For College students, HIST 158 fulfills the core requirement in History for a broad introductory survey; these students complete the requirement by taking HIST 099.

HIST 160 Middle East I

Through lectures, readings, class discussion and audio-visual material, this course examines the history of the Middle East from the late sixth to the late seventeenth centuries. The lectures focus on broader topics, such as the emergence of Islam; the history of major Middle Eastern empires; changing geo-strategic and cultural conditions; and the evolution and functioning of classical and medieval Muslim institutions.  Discussion sections will enable students to deepen their knowledge regarding local diversities within the unifying systems of Muslim beliefs, law, and administration; the material and intellectual exchanges and interactions between the Muslim world and non-Muslim communities and polities; and Muslim reactions to the Crusades and the Mongol invasions.
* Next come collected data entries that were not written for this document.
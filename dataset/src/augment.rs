use std::f64::consts::FRAC_PI_2;

use anyhow::Result;
use ndarray::{s, Array2, Array3, ArrayViewMut3, Axis};
use rand::rngs::StdRng;
use rand::Rng;
use rand_distr::{Distribution, Normal};

use crate::context::to_local;
use crate::{NoiseConfig, SceneItem};

/// One scene with its centerlines in the local frame, ready to be augmented.
#[derive(Clone, Debug, PartialEq)]
pub struct LocalScene {
    /// `[agents, obs_len, 2]`
    pub obs: Array3<f32>,
    /// `[agents, future_len, 2]`
    pub pred: Array3<f32>,
    pub obs_rel: Array3<f32>,
    pub pred_rel: Array3<f32>,
    pub map_origin: [f64; 2],
    /// `[max_centerlines, points_per_centerline, 2]`
    pub candidates: Array3<f32>,
    /// `[points_per_centerline, 2]`
    pub oracle: Array2<f32>,
}

impl LocalScene {
    pub fn from_item(item: &SceneItem) -> Self {
        let oracle_global = item.oracle_centerline.view().insert_axis(Axis(0));
        Self {
            obs: item.obs.clone(),
            pred: item.pred.clone(),
            obs_rel: item.obs_rel.clone(),
            pred_rel: item.pred_rel.clone(),
            map_origin: item.map_origin,
            candidates: to_local(item.candidate_centerlines.view(), item.map_origin),
            oracle: to_local(oracle_global, item.map_origin)
                .index_axis_move(Axis(0), 0),
        }
    }

    /// Flips a coin per agent, and adds gaussian noise to every observed position of the chosen
    /// ones. The relative tracks follow, including the first future step. Returns how many agents
    /// were perturbed.
    pub fn add_noise(&mut self, cfg: &NoiseConfig, rng: &mut StdRng) -> Result<usize> {
        let normal = Normal::new(cfg.mean, cfg.std)
            .map_err(|err| anyhow!("bad noise distribution: {err}"))?;
        let mut perturbed = 0;
        for mut agent in self.obs.axis_iter_mut(Axis(0)) {
            if !rng.random_bool(cfg.prob) {
                continue;
            }
            perturbed += 1;
            for x in agent.iter_mut() {
                *x += normal.sample(rng) as f32;
            }
        }
        self.recompute_rel();
        Ok(perturbed)
    }

    /// Rotates every position, the map origin, and the centerlines. Points are row vectors
    /// multiplied by `R(yaw)`, so a positive yaw turns them clockwise.
    pub fn rotate(&mut self, yaw: f64) {
        let (sin, cos) = yaw.sin_cos();
        rotate_points(self.obs.view_mut(), sin, cos);
        rotate_points(self.pred.view_mut(), sin, cos);
        rotate_points(self.candidates.view_mut(), sin, cos);
        rotate_points(self.oracle.view_mut().insert_axis(Axis(0)), sin, cos);
        let [x, y] = self.map_origin;
        self.map_origin = [x * cos + y * sin, -x * sin + y * cos];
        self.recompute_rel();
    }

    /// Rotates the scene so a heading of `orientation` points along +Y. Returns the yaw applied.
    pub fn align_to_y_axis(&mut self, orientation: f64) -> f64 {
        let yaw = alignment_yaw(orientation);
        self.rotate(yaw);
        yaw
    }

    /// Recomputes the relative tracks from the absolute ones. The future continues from the last
    /// observed position.
    pub fn recompute_rel(&mut self) {
        self.obs_rel = relative(&self.obs, None);
        let obs_len = self.obs.dim().1;
        if obs_len > 0 {
            let last = self.obs.slice(s![.., obs_len - 1, ..]).to_owned();
            self.pred_rel = relative(&self.pred, Some(last));
        } else {
            self.pred_rel = relative(&self.pred, None);
        }
    }
}

pub fn alignment_yaw(orientation: f64) -> f64 {
    -(FRAC_PI_2 - orientation)
}

fn rotate_points(mut pts: ArrayViewMut3<f32>, sin: f64, cos: f64) {
    for mut line in pts.axis_iter_mut(Axis(0)) {
        for mut pt in line.axis_iter_mut(Axis(0)) {
            let x = pt[0] as f64;
            let y = pt[1] as f64;
            pt[0] = (x * cos + y * sin) as f32;
            pt[1] = (-x * sin + y * cos) as f32;
        }
    }
}

/// First-order differences along time. The first step is zero, unless a previous position is
/// given for every agent.
fn relative(abs: &Array3<f32>, previous: Option<Array2<f32>>) -> Array3<f32> {
    let (agents, steps, _) = abs.dim();
    let mut rel = Array3::zeros((agents, steps, 2));
    for a in 0..agents {
        for t in 0..steps {
            for d in 0..2 {
                rel[[a, t, d]] = if t > 0 {
                    abs[[a, t, d]] - abs[[a, t - 1, d]]
                } else if let Some(ref prev) = previous {
                    abs[[a, t, d]] - prev[[a, d]]
                } else {
                    0.0
                };
            }
        }
    }
    rel
}

#[cfg(test)]
mod tests {
    use rand::SeedableRng;

    use super::*;

    fn scene() -> LocalScene {
        let mut obs = Array3::zeros((2, 3, 2));
        let mut pred = Array3::zeros((2, 2, 2));
        for a in 0..2 {
            for t in 0..3 {
                obs[[a, t, 0]] = t as f32 + a as f32;
                obs[[a, t, 1]] = 0.5 * t as f32;
            }
            for t in 0..2 {
                pred[[a, t, 0]] = 3.0 + t as f32 + a as f32;
                pred[[a, t, 1]] = 1.5 + 0.5 * t as f32;
            }
        }
        let mut candidates = Array3::zeros((2, 3, 2));
        candidates[[0, 0, 0]] = 1.0;
        candidates[[0, 1, 0]] = 2.0;
        candidates[[0, 2, 1]] = 4.0;
        let mut scene = LocalScene {
            obs,
            pred,
            obs_rel: Array3::zeros((2, 3, 2)),
            pred_rel: Array3::zeros((2, 2, 2)),
            map_origin: [2500.0, -130.0],
            oracle: candidates.index_axis(Axis(0), 0).to_owned(),
            candidates,
        };
        scene.recompute_rel();
        scene
    }

    fn assert_close(a: &Array3<f32>, b: &Array3<f32>, tolerance: f32) {
        assert_eq!(a.dim(), b.dim());
        for (x, y) in a.iter().zip(b.iter()) {
            assert!((x - y).abs() < tolerance, "{x} vs {y}");
        }
    }

    #[test]
    fn rotation_round_trip() {
        let original = scene();
        let mut rotated = original.clone();
        rotated.rotate(0.7);
        assert!((rotated.obs[[1, 2, 1]] - original.obs[[1, 2, 1]]).abs() > 0.1);
        rotated.rotate(-0.7);

        assert_close(&rotated.obs, &original.obs, 1e-5);
        assert_close(&rotated.pred, &original.pred, 1e-5);
        assert_close(&rotated.candidates, &original.candidates, 1e-5);
        assert!((rotated.map_origin[0] - original.map_origin[0]).abs() < 1e-6);
        assert!((rotated.map_origin[1] - original.map_origin[1]).abs() < 1e-6);
        // Padding stays exactly zero
        assert_eq!(rotated.candidates[[1, 2, 0]], 0.0);
    }

    #[test]
    fn alignment_points_north() {
        let mut scene = scene();
        let orientation = (0.5f64).atan2(1.0);
        scene.align_to_y_axis(orientation);
        let dx = scene.obs[[0, 2, 0]] - scene.obs[[0, 1, 0]];
        let dy = scene.obs[[0, 2, 1]] - scene.obs[[0, 1, 1]];
        assert!(dx.abs() < 1e-5);
        assert!(dy > 0.0);
        assert_eq!(scene.obs_rel[[0, 0, 0]], 0.0);
        assert!((scene.obs_rel[[0, 2, 1]] - dy).abs() < 1e-6);
    }

    #[test]
    fn noise_recomputes_rel() {
        let mut scene = scene();
        let before = scene.obs.clone();
        let mut rng = StdRng::seed_from_u64(1);
        let cfg = NoiseConfig {
            prob: 1.0,
            ..Default::default()
        };
        assert_eq!(scene.add_noise(&cfg, &mut rng).unwrap(), 2);
        assert!(scene.obs != before);
        assert_eq!(scene.obs_rel[[1, 0, 1]], 0.0);
        let expected = scene.obs[[1, 2, 1]] - scene.obs[[1, 1, 1]];
        assert_eq!(scene.obs_rel[[1, 2, 1]], expected);
        // The future starts from the noisy last observation
        for a in 0..2 {
            for d in 0..2 {
                assert_eq!(scene.pred_rel[[a, 0, d]], scene.pred[[a, 0, d]] - scene.obs[[a, 2, d]]);
                assert_eq!(scene.pred_rel[[a, 1, d]], scene.pred[[a, 1, d]] - scene.pred[[a, 0, d]]);
            }
        }

        let none = NoiseConfig {
            prob: 0.0,
            ..Default::default()
        };
        let mut quiet = self::scene();
        assert_eq!(quiet.add_noise(&none, &mut rng).unwrap(), 0);
        assert_eq!(quiet, self::scene());
    }
}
For College students, HIST 160 fulfills the core requirement in History for a broad introductory survey; these students complete the requirement by taking HIST 099.

HIST 170 History of Russia I

The Slavs, Origins of Russia, Kiev, the Mongol period, Muscovy, Imperial Russia to 1825 with special attention to autocracy, serfdom, foreign policy, the Orthodox Church, Westernization, society, culture, and the birth of the revolutionary movement.

HIST 172 History of East Central Europe I

A survey of East European peoples and states from the rise of the Medieval Kingdoms to about 1800. The course will trace the influence of the multi-national Jagiellon, Habsburg, Ottoman, and Romanov empires in the region. Topics will include: the formation of ethnically and religiously diverse societies, the role of noble democracy, and the influence of the Enlightenment and Romanticism.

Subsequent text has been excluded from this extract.